Cut to Sunday, the course has finished, and yet I (and most of my peers) are still sat in front of our computers, writing up our final assignments and tasks, hating our lives, wishing we were doing literally ANYTHING else (but mainly drinking) in a place far away from screens and notes and piles of paper (the pub). It didn’t register at the time, not properly at least, but we had all made it. We got through the course. Two weeks of being constantly pushed, questioned, observed, challenged, baited, exhausted, sober, and we MADE IT. There were tears, rants and raves, meltdowns, and even some anxiety induced stammering, but through it all the tears were shared, rants and raves reciprocal, meltdowns were mended, and the stammer…well, that’s another story, but it’s gone for now (yay!).

In a way, doing the IHCYLT for two weeks has meant more to me than doing three years at university. The CELTA put me on the right career path and the IHCYLT made me seriously question that career. But had I not questioned it, I wouldn’t have come up with the response: “Fuck you, brain, I’m a damn good teacher, I work hard and I deserve to give this my best.” Not the most eloquent of replies, but it did the job.

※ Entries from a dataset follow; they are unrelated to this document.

mod identity_tests {
    use super::*;

    #[tokio::test]
    async fn test_register_login_and_me() {
        let app = TestApp::new().await;
        let (id, token) = app.register("rider@showring.test").await;

        let (status, me) = app.get("/identity/me", &token).await;
        assert_eq!(status, StatusCode::OK);
        assert_eq!(me["id"], id.as_str());
        assert_eq!(me["email"], "rider@showring.test");
        assert_eq!(me["roles"], json!(["User"]));
    }

    #[tokio::test]
    async fn test_login_response_shape() {
        let app = TestApp::new().await;
        let body = app.login(ADMIN_EMAIL, ADMIN_PASSWORD).await;

        assert_eq!(body["tokenType"], "Bearer");
        assert_eq!(body["expiresIn"], 3600);
        assert!(body["refreshToken"].as_str().is_some_and(|t| !t.is_empty()));
        assert!(body["roles"].as_array().unwrap().iter().any(|r| r == "Admin"));
    }

    #[tokio::test]
    async fn test_duplicate_registration_conflicts() {
        let app = TestApp::new().await;
        app.register("twice@showring.test").await;

        let (status, _, _) = app
            .send(
                Method::POST,
                "/identity/register",
                None,
                Some(json!({ "email": "twice@showring.test", "password": PASSWORD })),
            )
            .await;
        assert_eq!(status, StatusCode::CONFLICT);
    }

    #[tokio::test]
    async fn test_wrong_password_is_unauthorized() {
        let app = TestApp::new().await;
        let (status, _, body) = app
            .send(
                Method::POST,
                "/identity/login",
                None,
                Some(json!({ "email": ADMIN_EMAIL, "password": "not-it-42" })),
            )
            .await;
        assert_eq!(status, StatusCode::UNAUTHORIZED);
        assert_eq!(body["error"], "INVALID_CREDENTIALS");
    }

    #[tokio::test]
    async fn test_missing_or_bad_token_is_rejected() {
        let app = TestApp::new().await;

        let (status, _, _) = app.send(Method::GET, "/api/shows", None, None).await;
        assert_eq!(status, StatusCode::UNAUTHORIZED);

        let (status, _) = app.get("/api/shows", "not.a.jwt").await;
        assert_eq!(status, StatusCode::UNAUTHORIZED);
    }

    #[tokio::test]
    async fn test_refresh_rotates_tokens() {
        let app = TestApp::new().await;
        let first = app.login(ADMIN_EMAIL, ADMIN_PASSWORD).await;
        let refresh_token = first["refreshToken"].as_str().unwrap();

        let (status, _, rotated) = app
            .send(
                Method::POST,
                "/identity/refresh",
                None,
                Some(json!({ "refreshToken": refresh_token })),
            )
            .await;
        assert_eq!(status, StatusCode::OK);
        assert_ne!(rotated["refreshToken"], first["refreshToken"]);

        let (status, _, _) = app
            .send(
                Method::POST,
                "/identity/refresh",
                None,
                Some(json!({ "refreshToken": refresh_token })),
            )
            .await;
        assert_eq!(status, StatusCode::UNAUTHORIZED);
    }

    #[tokio::test]
    async fn test_logout_always_succeeds() {
        let app = TestApp::new().await;
        let (status, _, _) = app.send(Method::POST, "/identity/logout", None, None).await;
        assert_eq!(status, StatusCode::NO_CONTENT);

        let token = app.admin_token().await;
        let (status, _, _) = app.send(Method::POST, "/identity/logout", Some(&token), None).await;
        assert_eq!(status, StatusCode::NO_CONTENT);
    }
}
//! Result Repository

use chrono::Utc;
use sqlx::sqlite::SqliteRow;
use sqlx::{Row, SqlitePool};

use crate::domain::ShowResult;
use crate::error::{PlatformError, Result};

const SELECT_RESULT: &str = r#"
    SELECT id, placement, comments, judged_date, entry_id, created_at, updated_at, is_deleted
    FROM results
    WHERE is_deleted = 0
"#;

pub struct ResultRepository {
    pool: SqlitePool,
}

impl ResultRepository {
    pub fn new(pool: &SqlitePool) -> Self {
        Self { pool: pool.clone() }
    }

    pub async fn insert(&self, result: &ShowResult) -> Result<i64> {
        let done = sqlx::query(
            r#"
            INSERT INTO results (placement, comments, judged_date, entry_id, created_at, is_deleted)
            VALUES (?, ?, ?, ?, ?, 0)
            "#,
        )
        .bind(result.placement)
        .bind(&result.comments)
        .bind(result.judged_date)
        .bind(result.entry_id)
        .bind(result.created_at)
        .execute(&self.pool)
        .await
        .map_err(|e| duplicate_entry(e, result.entry_id))?;

        Ok(done.last_insert_rowid())
    }

    pub async fn find_by_id(&self, id: i64) -> Result<Option<ShowResult>> {
        let sql = format!("{} AND id = ?", SELECT_RESULT);
        let row = sqlx::query(&sql)
            .bind(id)
            .fetch_optional(&self.pool)
            .await?;
        row.as_ref().map(map_result).transpose()
    }

    pub async fn find_by_entry_id(&self, entry_id: i64) -> Result<Option<ShowResult>> {
        let sql = format!("{} AND entry_id = ? ORDER BY id LIMIT 1", SELECT_RESULT);
        let row = sqlx::query(&sql)
            .bind(entry_id)
            .fetch_optional(&self.pool)
            .await?;
        row.as_ref().map(map_result).transpose()
    }

    pub async fn update(&self, result: &ShowResult) -> Result<bool> {
        let done = sqlx::query(
            r#"
            UPDATE results SET placement = ?, comments = ?, judged_date = ?, entry_id = ?, updated_at = ?
            WHERE id = ? AND is_deleted = 0
            "#,
        )
        .bind(result.placement)
        .bind(&result.comments)
        .bind(result.judged_date)
        .bind(result.entry_id)
        .bind(result.updated_at.unwrap_or_else(Utc::now))
        .bind(result.id)
        .execute(&self.pool)
        .await
        .map_err(|e| duplicate_entry(e, result.entry_id))?;

        Ok(done.rows_affected() > 0)
    }

    pub async fn soft_delete(&self, id: i64) -> Result<bool> {
        let done = sqlx::query("UPDATE results SET is_deleted = 1, updated_at = ? WHERE id = ? AND is_deleted = 0")
            .bind(Utc::now())
            .bind(id)
            .execute(&self.pool)
            .await?;
        Ok(done.rows_affected() > 0)
    }
}

fn duplicate_entry(e: sqlx::Error, entry_id: i64) -> PlatformError {
    match e {
        sqlx::Error::Database(ref db) if db.is_unique_violation() => {
            PlatformError::duplicate("Result", "entryId", entry_id.to_string())
        }
        other => other.into(),
    }
}

fn map_result(row: &SqliteRow) -> Result<ShowResult> {
    Ok(ShowResult {
        id: row.try_get("id")?,
        placement: row.try_get("placement")?,
        comments: row.try_get("comments")?,
        judged_date: row.try_get("judged_date")?,
        entry_id: row.try_get("entry_id")?,
        created_at: row.try_get("created_at")?,
        updated_at: row.try_get("updated_at")?,
        is_deleted: row.try_get("is_deleted")?,
    })
}
use serde::Deserialize;
use sr_common::{RegisterRequest, UserInfo};

use crate::error::Result;
use crate::http::AuthenticatedClient;

/// Id of a newly registered account
#[derive(Debug, Clone, Deserialize)]
pub struct RegisteredUser {
    pub id: String,
}

/// Account endpoints other than login and refresh, which the
/// [`AuthStateProvider`](crate::AuthStateProvider) owns.
#[derive(Clone)]
pub struct IdentityClient {
    http: AuthenticatedClient,
}

impl IdentityClient {
    pub fn new(http: AuthenticatedClient) -> Self {
        Self { http }
    }

    pub async fn register(&self, request: &RegisterRequest) -> Result<RegisteredUser> {
        self.http.post_json("identity/register", request).await
    }

    pub async fn me(&self) -> Result<UserInfo> {
        self.http.get_json("identity/me").await
    }

    /// Revoke refresh tokens on the server, then drop the local session.
    pub async fn logout(&self) -> Result<()> {
        let request = self.http.request(reqwest::Method::POST, "identity/logout")?;
        let result = self.http.execute(request).await;
        self.http.auth().logout().await;
        result.map(|_| ())
    }
}
//! Show Repository

use chrono::Utc;
use sqlx::sqlite::SqliteRow;
use sqlx::{Row, SqlitePool};

use crate::domain::{Division, Show};
use crate::error::Result;
use crate::repository::named_column;
use crate::repository::division::load_divisions_for_show;

const SELECT_SHOW: &str = r#"
    SELECT s.id, s.name, s.description, s.show_date, s.end_date, s.status, s.judge_id,
           s.show_holder_id, s.is_active, s.entry_deadline, s.judging_deadline,
           s.results_published_at, s.max_entries_per_user, s.show_type, s.show_format,
           s.is_private, s.allow_member_only_entries, s.is_nan_qualifying,
           s.namhsa_guidelines, s.additional_metadata, s.created_at, s.updated_at, s.is_deleted,
           u.first_name AS judge_first_name, u.last_name AS judge_last_name, u.email AS judge_email,
           h.name AS show_holder_name
    FROM shows s
    LEFT JOIN users u ON u.id = s.judge_id
    LEFT JOIN user_model_objects h ON h.id = s.show_holder_id
    WHERE s.is_deleted = 0
"#;

pub struct ShowRepository {
    pool: SqlitePool,
}

impl ShowRepository {
    pub fn new(pool: &SqlitePool) -> Self {
        Self { pool: pool.clone() }
    }

    pub async fn insert(&self, show: &Show) -> Result<i64> {
        let result = sqlx::query(
            r#"
            INSERT INTO shows (
                name, description, show_date, end_date, status, judge_id, show_holder_id,
                is_active, entry_deadline, judging_deadline, results_published_at,
                max_entries_per_user, show_type, show_format, is_private,
                allow_member_only_entries, is_nan_qualifying, namhsa_guidelines,
                additional_metadata, created_at, updated_at, is_deleted
            ) VALUES (?, ?, ?, ?, ?, ?, ?, ?, ?, ?, ?, ?, ?, ?, ?, ?, ?, ?, ?, ?, NULL, 0)
            "#,
        )
        .bind(&show.name)
        .bind(&show.description)
        .bind(show.show_date)
        .bind(show.end_date)
        .bind(show.status.as_str())
        .bind(&show.judge_id)
        .bind(show.show_holder_id)
        .bind(show.is_active)
        .bind(show.entry_deadline)
        .bind(show.judging_deadline)
        .bind(show.results_published_at)
        .bind(show.max_entries_per_user)
        .bind(show.show_type.as_str())
        .bind(show.show_format.as_str())
        .bind(show.is_private)
        .bind(show.allow_member_only_entries)
        .bind(show.is_nan_qualifying)
        .bind(&show.namhsa_guidelines)
        .bind(&show.additional_metadata)
        .bind(show.created_at)
        .execute(&self.pool)
        .await?;

        Ok(result.last_insert_rowid())
    }

    pub async fn find_by_id(&self, id: i64) -> Result<Option<Show>> {
        let sql = format!("{} AND s.id = ?", SELECT_SHOW);
        let row = sqlx::query(&sql)
            .bind(id)
            .fetch_optional(&self.pool)
            .await?;
        row.as_ref().map(map_show).transpose()
    }

    pub async fn find_all(&self) -> Result<Vec<Show>> {
        let sql = format!("{} ORDER BY s.show_date, s.name", SELECT_SHOW);
        let rows = sqlx::query(&sql).fetch_all(&self.pool).await?;
        rows.iter().map(map_show).collect()
    }

    pub async fn find_by_judge_id(&self, judge_id: &str) -> Result<Vec<Show>> {
        let sql = format!("{} AND s.judge_id = ? ORDER BY s.show_date, s.name", SELECT_SHOW);
        let rows = sqlx::query(&sql)
            .bind(judge_id)
            .fetch_all(&self.pool)
            .await?;
        rows.iter().map(map_show).collect()
    }

    pub async fn find_by_name(&self, name: &str) -> Result<Option<Show>> {
        let sql = format!("{} AND s.name = ? ORDER BY s.id LIMIT 1", SELECT_SHOW);
        let row = sqlx::query(&sql)
            .bind(name)
            .fetch_optional(&self.pool)
            .await?;
        row.as_ref().map(map_show).transpose()
    }

    /// Shows whose show-holder record belongs to `user_id`
    pub async fn find_by_show_holder_user_id(&self, user_id: &str) -> Result<Vec<Show>> {
        let sql = format!(
            "{} AND h.application_user_id = ? AND h.is_deleted = 0 ORDER BY s.show_date, s.name",
            SELECT_SHOW
        );
        let rows = sqlx::query(&sql)
            .bind(user_id)
            .fetch_all(&self.pool)
            .await?;
        rows.iter().map(map_show).collect()
    }

    /// Load a show together with its divisions and their classes.
    pub async fn find_with_divisions(&self, id: i64) -> Result<Option<(Show, Vec<Division>)>> {
        let Some(show) = self.find_by_id(id).await? else {
            return Ok(None);
        };
        let divisions = load_divisions_for_show(&self.pool, id).await?;
        Ok(Some((show, divisions)))
    }

    pub async fn exists(&self, id: i64) -> Result<bool> {
        let count: i64 = sqlx::query_scalar("SELECT COUNT(*) FROM shows WHERE id = ? AND is_deleted = 0")
            .bind(id)
            .fetch_one(&self.pool)
            .await?;
        Ok(count > 0)
    }

    pub async fn update(&self, show: &Show) -> Result<bool> {
        let result = sqlx::query(
            r#"
            UPDATE shows SET
                name = ?, description = ?, show_date = ?, end_date = ?, status = ?,
                judge_id = ?, show_holder_id = ?, is_active = ?, entry_deadline = ?,
                judging_deadline = ?, results_published_at = ?, max_entries_per_user = ?,
                show_type = ?, show_format = ?, is_private = ?, allow_member_only_entries = ?,
                is_nan_qualifying = ?, namhsa_guidelines = ?, additional_metadata = ?,
                updated_at = ?
            WHERE id = ? AND is_deleted = 0
            "#,
        )
        .bind(&show.name)
        .bind(&show.description)
        .bind(show.show_date)
        .bind(show.end_date)
        .bind(show.status.as_str())
        .bind(&show.judge_id)
        .bind(show.show_holder_id)
        .bind(show.is_active)
        .bind(show.entry_deadline)
        .bind(show.judging_deadline)
        .bind(show.results_published_at)
        .bind(show.max_entries_per_user)
        .bind(show.show_type.as_str())
        .bind(show.show_format.as_str())
        .bind(show.is_private)
        .bind(show.allow_member_only_entries)
        .bind(show.is_nan_qualifying)
        .bind(&show.namhsa_guidelines)
        .bind(&show.additional_metadata)
        .bind(show.updated_at.unwrap_or_else(Utc::now))
        .bind(show.id)
        .execute(&self.pool)
        .await?;

        Ok(result.rows_affected() > 0)
    }

    pub async fn soft_delete(&self, id: i64) -> Result<bool> {
        let result = sqlx::query("UPDATE shows SET is_deleted = 1, updated_at = ? WHERE id = ? AND is_deleted = 0")
            .bind(Utc::now())
            .bind(id)
            .execute(&self.pool)
            .await?;
        Ok(result.rows_affected() > 0)
    }
}

fn map_show(row: &SqliteRow) -> Result<Show> {
    let judge_first: Option<String> = row.try_get("judge_first_name")?;
    let judge_last: Option<String> = row.try_get("judge_last_name")?;
    let judge_email: Option<String> = row.try_get("judge_email")?;
    let judge_name = judge_display_name(judge_first, judge_last, judge_email);

    Ok(Show {
        id: row.try_get("id")?,
        name: row.try_get("name")?,
        description: row.try_get("description")?,
        show_date: row.try_get("show_date")?,
        end_date: row.try_get("end_date")?,
        status: named_column(row, "status")?,
        judge_id: row.try_get("judge_id")?,
        show_holder_id: row.try_get("show_holder_id")?,
        is_active: row.try_get("is_active")?,
        entry_deadline: row.try_get("entry_deadline")?,
        judging_deadline: row.try_get("judging_deadline")?,
        results_published_at: row.try_get("results_published_at")?,
        max_entries_per_user: row.try_get("max_entries_per_user")?,
        show_type: named_column(row, "show_type")?,
        show_format: named_column(row, "show_format")?,
        is_private: row.try_get("is_private")?,
        allow_member_only_entries: row.try_get("allow_member_only_entries")?,
        is_nan_qualifying: row.try_get("is_nan_qualifying")?,
        namhsa_guidelines: row.try_get("namhsa_guidelines")?,
        additional_metadata: row.try_get("additional_metadata")?,
        judge_name,
        show_holder_name: row.try_get("show_holder_name")?,
        created_at: row.try_get("created_at")?,
        updated_at: row.try_get("updated_at")?,
        is_deleted: row.try_get("is_deleted")?,
    })
}

fn judge_display_name(
    first: Option<String>,
    last: Option<String>,
    email: Option<String>,
) -> Option<String> {
    let name = [first, last]
        .into_iter()
        .flatten()
        .filter(|s| !s.trim().is_empty())
        .collect::<Vec<_>>()
        .join(" ");
    if name.is_empty() {
        email
    } else {
        Some(name)
    }
}
//! Roles Admin API
//!
//! REST endpoints for role management. Admin only.

use axum::{
    extract::{Path, Query, State},
    http::StatusCode,
    response::{IntoResponse, Response},
    routing::{get, put},
    Json, Router,
};
use serde::Deserialize;
use sr_common::{RoleDto, RoleUserCount};
use std::sync::Arc;
use utoipa::IntoParams;

use crate::api::common::created;
use crate::api::middleware::Authenticated;
use crate::domain::Role;
use crate::error::PlatformError;
use crate::repository::{RoleRepository, UserRepository};
use crate::service::checks;

impl From<Role> for RoleDto {
    fn from(r: Role) -> Self {
        Self { id: r.id, name: r.name }
    }
}

/// Role name for create
#[derive(Debug, Deserialize, IntoParams)]
#[into_params(parameter_in = Query)]
pub struct CreateRoleQuery {
    pub name: Option<String>,
}

/// New name for rename
#[derive(Debug, Deserialize, IntoParams)]
#[serde(rename_all = "camelCase")]
#[into_params(parameter_in = Query)]
pub struct RenameRoleQuery {
    pub new_name: Option<String>,
}

/// Roles service state
#[derive(Clone)]
pub struct RolesState {
    pub role_repo: Arc<RoleRepository>,
    pub user_repo: Arc<UserRepository>,
}

fn required(value: Option<String>, param: &str) -> Result<String, PlatformError> {
    value
        .map(|v| v.trim().to_string())
        .filter(|v| !v.is_empty())
        .ok_or_else(|| PlatformError::validation(format!("The '{}' parameter is required.", param)))
}

/// List roles
#[utoipa::path(
    get,
    path = "/api/roles",
    tag = "roles",
    responses(
        (status = 200, description = "All roles", body = Vec<RoleDto>)
    ),
    security(("bearer_auth" = []))
)]
pub async fn list_roles(
    State(state): State<RolesState>,
    auth: Authenticated,
) -> Result<Json<Vec<RoleDto>>, PlatformError> {
    checks::require_admin(&auth.0)?;
    let roles = state.role_repo.find_all().await?;
    Ok(Json(roles.into_iter().map(RoleDto::from).collect()))
}

/// Create a role
#[utoipa::path(
    post,
    path = "/api/roles",
    tag = "roles",
    params(CreateRoleQuery),
    responses(
        (status = 201, description = "Role created", body = RoleDto),
        (status = 400, description = "Name missing"),
        (status = 409, description = "Role already exists")
    ),
    security(("bearer_auth" = []))
)]
pub async fn create_role(
    State(state): State<RolesState>,
    auth: Authenticated,
    Query(query): Query<CreateRoleQuery>,
) -> Result<Response, PlatformError> {
    checks::require_admin(&auth.0)?;
    let name = required(query.name, "name")?;

    let role = state.role_repo.create(&name).await?;
    tracing::info!(role = %role.name, "Role created");
    Ok(created(format!("/api/roles/{}", role.name), RoleDto::from(role)))
}

/// Rename a role
#[utoipa::path(
    put,
    path = "/api/roles/{name}",
    tag = "roles",
    params(
        ("name" = String, Path, description = "Current role name"),
        RenameRoleQuery
    ),
    responses(
        (status = 200, description = "Role renamed", body = RoleDto),
        (status = 404, description = "Role not found"),
        (status = 409, description = "New name already taken")
    ),
    security(("bearer_auth" = []))
)]
pub async fn rename_role(
    State(state): State<RolesState>,
    auth: Authenticated,
    Path(name): Path<String>,
    Query(query): Query<RenameRoleQuery>,
) -> Result<Json<RoleDto>, PlatformError> {
    checks::require_admin(&auth.0)?;
    let new_name = required(query.new_name, "newName")?;

    if !state.role_repo.rename(&name, &new_name).await? {
        return Err(PlatformError::not_found("Role", &name));
    }
    let role = state
        .role_repo
        .find_by_name(&new_name)
        .await?
        .ok_or_else(|| PlatformError::not_found("Role", &new_name))?;
    Ok(Json(role.into()))
}

/// Delete a role
#[utoipa::path(
    delete,
    path = "/api/roles/{name}",
    tag = "roles",
    params(
        ("name" = String, Path, description = "Role name")
    ),
    responses(
        (status = 204, description = "Role deleted"),
        (status = 404, description = "Role not found")
    ),
    security(("bearer_auth" = []))
)]
pub async fn delete_role(
    State(state): State<RolesState>,
    auth: Authenticated,
    Path(name): Path<String>,
) -> Result<Response, PlatformError> {
    checks::require_admin(&auth.0)?;

    if state.role_repo.delete(&name).await? {
        tracing::info!(role = %name, "Role deleted");
        Ok(StatusCode::NO_CONTENT.into_response())
    } else {
        Err(PlatformError::not_found("Role", &name))
    }
}

/// Count users holding a role
#[utoipa::path(
    get,
    path = "/api/roles/{name}/count",
    tag = "roles",
    params(
        ("name" = String, Path, description = "Role name")
    ),
    responses(
        (status = 200, description = "Member count", body = RoleUserCount),
        (status = 404, description = "Role not found")
    ),
    security(("bearer_auth" = []))
)]
pub async fn count_users_in_role(
    State(state): State<RolesState>,
    auth: Authenticated,
    Path(name): Path<String>,
) -> Result<Json<RoleUserCount>, PlatformError> {
    checks::require_admin(&auth.0)?;

    let role = state
        .role_repo
        .find_by_name(&name)
        .await?
        .ok_or_else(|| PlatformError::not_found("Role", &name))?;
    let count = state.user_repo.count_in_role(&role.name).await?;
    Ok(Json(RoleUserCount { role: role.name, count }))
}

/// Create roles router
pub fn roles_router(state: RolesState) -> Router {
    Router::new()
        .route("/", get(list_roles).post(create_role))
        .route("/:name", put(rename_role).delete(delete_role))
        .route("/:name/count", get(count_users_in_role))
        .with_state(state)
}
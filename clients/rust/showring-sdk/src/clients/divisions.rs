use sr_common::{DivisionDto, DivisionRequest};

use crate::error::Result;
use crate::http::AuthenticatedClient;

#[derive(Clone)]
pub struct DivisionsClient {
    http: AuthenticatedClient,
}

impl DivisionsClient {
    pub fn new(http: AuthenticatedClient) -> Self {
        Self { http }
    }

    pub async fn list_for_show(&self, show_id: i64) -> Result<Vec<DivisionDto>> {
        self.http
            .get_json_query("api/divisions", &[("showId", show_id.to_string())])
            .await
    }

    pub async fn get(&self, id: i64) -> Result<Option<DivisionDto>> {
        self.http.get_optional(&format!("api/divisions/{}", id)).await
    }

    pub async fn create(&self, request: &DivisionRequest) -> Result<DivisionDto> {
        self.http.post_json("api/divisions", request).await
    }

    pub async fn update(&self, id: i64, request: &DivisionRequest) -> Result<DivisionDto> {
        self.http.put_json(&format!("api/divisions/{}", id), request).await
    }

    pub async fn delete(&self, id: i64) -> Result<bool> {
        self.http.delete(&format!("api/divisions/{}", id)).await
    }
}
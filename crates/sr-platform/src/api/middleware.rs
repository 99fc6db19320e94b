//! API Middleware
//!
//! Authentication extractors for Axum handlers.

use std::sync::Arc;

use axum::{
    extract::FromRequestParts,
    http::{header::AUTHORIZATION, request::Parts, StatusCode},
    response::{IntoResponse, Response},
};

use crate::api::common::ApiError;
use crate::service::{extract_bearer_token, AuthContext, AuthService, AuthorizationService};

/// Application state containing shared services
#[derive(Clone)]
pub struct AppState {
    pub auth_service: Arc<AuthService>,
    pub authz_service: Arc<AuthorizationService>,
}

fn unauthorized(message: &str) -> Response {
    ApiError::new("UNAUTHORIZED", message).into_response_with(StatusCode::UNAUTHORIZED)
}

/// Extractor for authenticated requests
/// Validates the JWT and loads the caller's current roles
pub struct Authenticated(pub AuthContext);

#[axum::async_trait]
impl<S> FromRequestParts<S> for Authenticated
where
    S: Send + Sync,
{
    type Rejection = Response;

    async fn from_request_parts(parts: &mut Parts, _state: &S) -> Result<Self, Self::Rejection> {
        let auth_header = parts
            .headers
            .get(AUTHORIZATION)
            .and_then(|v| v.to_str().ok())
            .ok_or_else(|| unauthorized("Missing Authorization header"))?;

        let token = extract_bearer_token(auth_header)
            .ok_or_else(|| unauthorized("Invalid Authorization header format"))?;

        let app_state = parts.extensions.get::<AppState>().ok_or_else(|| {
            ApiError::new("INTERNAL_ERROR", "AppState not found")
                .into_response_with(StatusCode::INTERNAL_SERVER_ERROR)
        })?;

        let claims = app_state
            .auth_service
            .validate_token(token)
            .map_err(|e| e.into_response())?;

        let context = app_state
            .authz_service
            .build_context(&claims)
            .await
            .map_err(|e| e.into_response())?;

        Ok(Authenticated(context))
    }
}

/// Extractor for optionally authenticated requests
pub struct OptionalAuth(pub Option<AuthContext>);

#[axum::async_trait]
impl<S> FromRequestParts<S> for OptionalAuth
where
    S: Send + Sync,
{
    type Rejection = Response;

    async fn from_request_parts(parts: &mut Parts, state: &S) -> Result<Self, Self::Rejection> {
        if !parts.headers.contains_key(AUTHORIZATION) {
            return Ok(OptionalAuth(None));
        }
        Ok(OptionalAuth(
            Authenticated::from_request_parts(parts, state).await.ok().map(|a| a.0),
        ))
    }
}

So, for all you out there considering doing the IHCYLT: do it. Simple as. You’ll learn more in two weeks than you imagined. Not just from the sessions, but also from your peers, and yourself (CRINGE). And how to survive it? Do yourself a massive favour and resign yourself to the fact that you will have no room for fun, socializing, or anything related to having a good time. Don’t leave all your tasks and observations to do at the weekend, because you’ll hate yourself with a passion. Don’t do what I did and write observations by hand, only to then have to type them up: use a computer and love that computer with all you have. Stock up on food: you’ll barely have time to eat, let alone shop. Most importantly, don’t think you’re alone. You’re not. And last but not least, if in doubt, ask yourself WHY??? Why are you doing the course? Why are you questioning yourself? Why has all the rum gone? You will come to love and hate that question, but use it right and it will get you through.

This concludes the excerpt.